Work request:
Return the run of lines below that opens with the line containing "filename src/handlers/public/mod.rs" and closes with the line containing "- service description", keeping each one exact.

Dataset excerpts:
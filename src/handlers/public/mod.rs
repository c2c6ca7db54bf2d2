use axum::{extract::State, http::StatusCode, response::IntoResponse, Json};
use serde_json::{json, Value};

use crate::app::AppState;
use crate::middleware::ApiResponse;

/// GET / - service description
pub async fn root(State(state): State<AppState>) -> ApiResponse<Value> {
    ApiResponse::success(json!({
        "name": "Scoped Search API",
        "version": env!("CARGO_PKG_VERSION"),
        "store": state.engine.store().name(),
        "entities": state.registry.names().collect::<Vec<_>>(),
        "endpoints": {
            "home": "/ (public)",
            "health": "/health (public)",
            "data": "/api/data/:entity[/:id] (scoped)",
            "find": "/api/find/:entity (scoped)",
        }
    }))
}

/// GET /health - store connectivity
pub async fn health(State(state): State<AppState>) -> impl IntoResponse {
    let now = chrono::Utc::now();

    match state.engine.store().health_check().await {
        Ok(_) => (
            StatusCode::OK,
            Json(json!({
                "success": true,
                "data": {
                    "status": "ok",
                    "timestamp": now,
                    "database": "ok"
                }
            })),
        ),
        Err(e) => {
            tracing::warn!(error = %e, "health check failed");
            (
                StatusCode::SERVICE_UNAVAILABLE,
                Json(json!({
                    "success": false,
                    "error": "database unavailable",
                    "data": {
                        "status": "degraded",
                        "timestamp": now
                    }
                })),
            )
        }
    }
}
---
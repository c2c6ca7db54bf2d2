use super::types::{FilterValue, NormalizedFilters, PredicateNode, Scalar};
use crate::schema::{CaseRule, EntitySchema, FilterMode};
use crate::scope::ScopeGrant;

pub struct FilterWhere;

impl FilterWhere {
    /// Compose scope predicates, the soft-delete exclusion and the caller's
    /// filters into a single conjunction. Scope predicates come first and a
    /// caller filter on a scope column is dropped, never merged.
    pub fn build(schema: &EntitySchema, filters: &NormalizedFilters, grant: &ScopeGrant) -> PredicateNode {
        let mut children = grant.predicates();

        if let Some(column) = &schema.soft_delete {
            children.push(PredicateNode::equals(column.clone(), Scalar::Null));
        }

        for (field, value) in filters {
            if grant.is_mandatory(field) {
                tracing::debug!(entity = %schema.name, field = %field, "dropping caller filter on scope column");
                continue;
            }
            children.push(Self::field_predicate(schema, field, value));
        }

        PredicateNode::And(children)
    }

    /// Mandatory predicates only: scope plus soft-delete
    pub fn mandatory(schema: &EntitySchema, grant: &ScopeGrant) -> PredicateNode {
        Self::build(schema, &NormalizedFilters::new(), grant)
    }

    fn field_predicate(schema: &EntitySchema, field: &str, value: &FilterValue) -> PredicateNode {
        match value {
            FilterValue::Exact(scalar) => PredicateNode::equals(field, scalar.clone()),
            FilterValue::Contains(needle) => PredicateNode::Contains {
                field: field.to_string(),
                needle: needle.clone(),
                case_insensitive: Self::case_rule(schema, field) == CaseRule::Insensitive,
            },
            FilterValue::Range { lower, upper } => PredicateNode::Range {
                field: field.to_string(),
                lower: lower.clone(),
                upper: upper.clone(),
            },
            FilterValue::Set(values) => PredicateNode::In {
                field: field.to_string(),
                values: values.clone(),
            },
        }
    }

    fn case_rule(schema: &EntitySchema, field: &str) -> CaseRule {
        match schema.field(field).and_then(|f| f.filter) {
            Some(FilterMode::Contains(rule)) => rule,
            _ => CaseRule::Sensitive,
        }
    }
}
* * *
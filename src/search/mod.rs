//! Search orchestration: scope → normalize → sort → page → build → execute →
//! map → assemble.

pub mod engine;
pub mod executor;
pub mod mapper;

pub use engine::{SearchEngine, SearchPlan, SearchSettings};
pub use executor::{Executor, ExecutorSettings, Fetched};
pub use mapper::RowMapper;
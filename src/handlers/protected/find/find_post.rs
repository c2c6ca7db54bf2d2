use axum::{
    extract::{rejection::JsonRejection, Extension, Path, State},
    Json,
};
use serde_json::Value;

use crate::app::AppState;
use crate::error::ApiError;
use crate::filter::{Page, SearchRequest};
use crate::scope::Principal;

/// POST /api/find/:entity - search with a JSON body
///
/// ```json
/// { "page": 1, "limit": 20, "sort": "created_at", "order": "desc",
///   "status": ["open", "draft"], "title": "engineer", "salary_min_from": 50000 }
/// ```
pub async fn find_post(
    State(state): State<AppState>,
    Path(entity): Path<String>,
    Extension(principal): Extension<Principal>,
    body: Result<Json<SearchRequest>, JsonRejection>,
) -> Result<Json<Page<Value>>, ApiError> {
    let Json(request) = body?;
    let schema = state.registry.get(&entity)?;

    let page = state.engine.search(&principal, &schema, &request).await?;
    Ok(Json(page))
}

Solution for this task:
filename src/handlers/public/mod.rs
repository c2c6ca7db54bf2d2
use axum::{extract::State, http::StatusCode, response::IntoResponse, Json};
use serde_json::{json, Value};

use crate::app::AppState;
use crate::middleware::ApiResponse;

/// GET / - service description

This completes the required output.